TPS dapat juga digunakan untuk menilai jumlah sperma motil dalam saluran repro wanita. TPS dilakukan sesaat sebelum terjadinya ovulasi. Mucus dievaluasi secara tepat untuk spinnbarkeit, ferning dan juga kejernihanya. Mucus normal memiliki starching 8-10 cm ketika ditarik dari serviks. Pada pemeriksaan dengan mikroskop tampak gambaran highly ferning pattern. Faktor uterus Adanya abnormalitas pada uterus paling sering menyebabkan abortus pada kehamilan.
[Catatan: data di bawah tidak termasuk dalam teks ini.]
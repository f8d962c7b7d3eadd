//! # SRPG Test Utilities
//!
//! Shared testing utilities for all crates:
//! - Content and unit fixtures
//! - Encounter determinism harness
//! - Property-based testing strategies

#![forbid(unsafe_code)]
#![warn(missing_docs)]

pub mod determinism;
pub mod fixtures;

/// Re-export proptest for convenience.
pub use proptest;
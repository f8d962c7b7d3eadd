//! # SRPG Core
//!
//! Deterministic combat resolver for a grid-based tactics game.
//!
//! This crate contains **only** deterministic logic:
//! - No rendering
//! - No IO beyond loading content and replay files
//! - No system randomness (rolls come from an injected [`rng::CombatRng`])
//! - No floating-point math (multipliers use fixed-point)
//!
//! An encounter is resolved in three layers:
//! - [`calcs`] turns stats, equations, the weapon triangle and skill/item
//!   hooks into hit, crit, damage and speed numbers
//! - [`solver`] sequences strikes into phases and emits playback plus the
//!   actions that commit each phase
//! - [`combat`] drives the solver, gates phases on presentation and runs
//!   post-combat reconciliation
//!
//! Every state change goes through [`action::ActionLog`], so an encounter can
//! be rewound exactly.
//!
//! ## Crate Structure
//!
//! - [`components`] - Identifiers, teams, positions and combat roles
//! - [`data`] - Content database (constants, weapon ranks, weapon types)
//! - [`equations`] - Named stat formulas
//! - [`hooks`] - Capability traits for item and skill components
//! - [`playback`] - Semantic combat events
//! - [`replay`] - Recorded encounters

#![forbid(unsafe_code)]
#![warn(missing_docs)]
#![warn(clippy::all, clippy::pedantic)]

pub mod action;
pub mod calcs;
pub mod combat;
pub mod components;
pub mod data;
pub mod equations;
pub mod error;
pub mod hooks;
pub mod item;
pub mod math;
pub mod playback;
pub mod records;
pub mod replay;
pub mod rng;
pub mod skill;
pub mod solver;
pub mod triangle;
pub mod unit;
pub mod world;

/// Re-export commonly used types
pub mod prelude {
    pub use crate::action::{Action, ActionLog};
    pub use crate::calcs::CombatCalculator;
    pub use crate::combat::{
        AfterCombat, CombatContext, CombatStage, CombatSummary, MapCombat, PlaybackObserver, RecordKeeper,
    };
    pub use crate::components::*;
    pub use crate::data::{CombatConstants, Database, RngMode, WeaponRank, WeaponTypeData};
    pub use crate::equations::{EquationSystem, EquationTable, Formula};
    pub use crate::error::{CombatError, Result};
    pub use crate::item::{Item, ItemComponent};
    pub use crate::math::Fixed;
    pub use crate::playback::{CombatEvent, Playback};
    pub use crate::replay::EncounterReplay;
    pub use crate::rng::{CombatRng, FixedRolls, PcgRng};
    pub use crate::skill::{Skill, SkillComponent};
    pub use crate::solver::{CombatPhaseSolver, CombatSetup, PhaseResult};
    pub use crate::unit::Unit;
    pub use crate::world::World;
}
Hal ini dapat disebabkan zygote tidak cukup kuat melekat pada uterus oleh karena pada uterus mengalami kelainan seperti misalnya adanya mioma uteri. Miomektomi juga dapat meyebabakan infertilitas, bahkan presentasenya lebih besar daripada mioma itu sendiri, karena biasanya post operasi akan terjadi perlekatan . Adanya malformasi kaongenital seperti uterus unikornis, septum yteri dan uterus diselpis dapat meyebabakan infertilitas oleh karena sering menyebabkan abortus spontan pada kehamilan. Sindroma Ashermans (adhesi intrauteri) juga dapat menyebabkan terjadinya infertilitas karena dapat mengganggu implantasi dari zygote.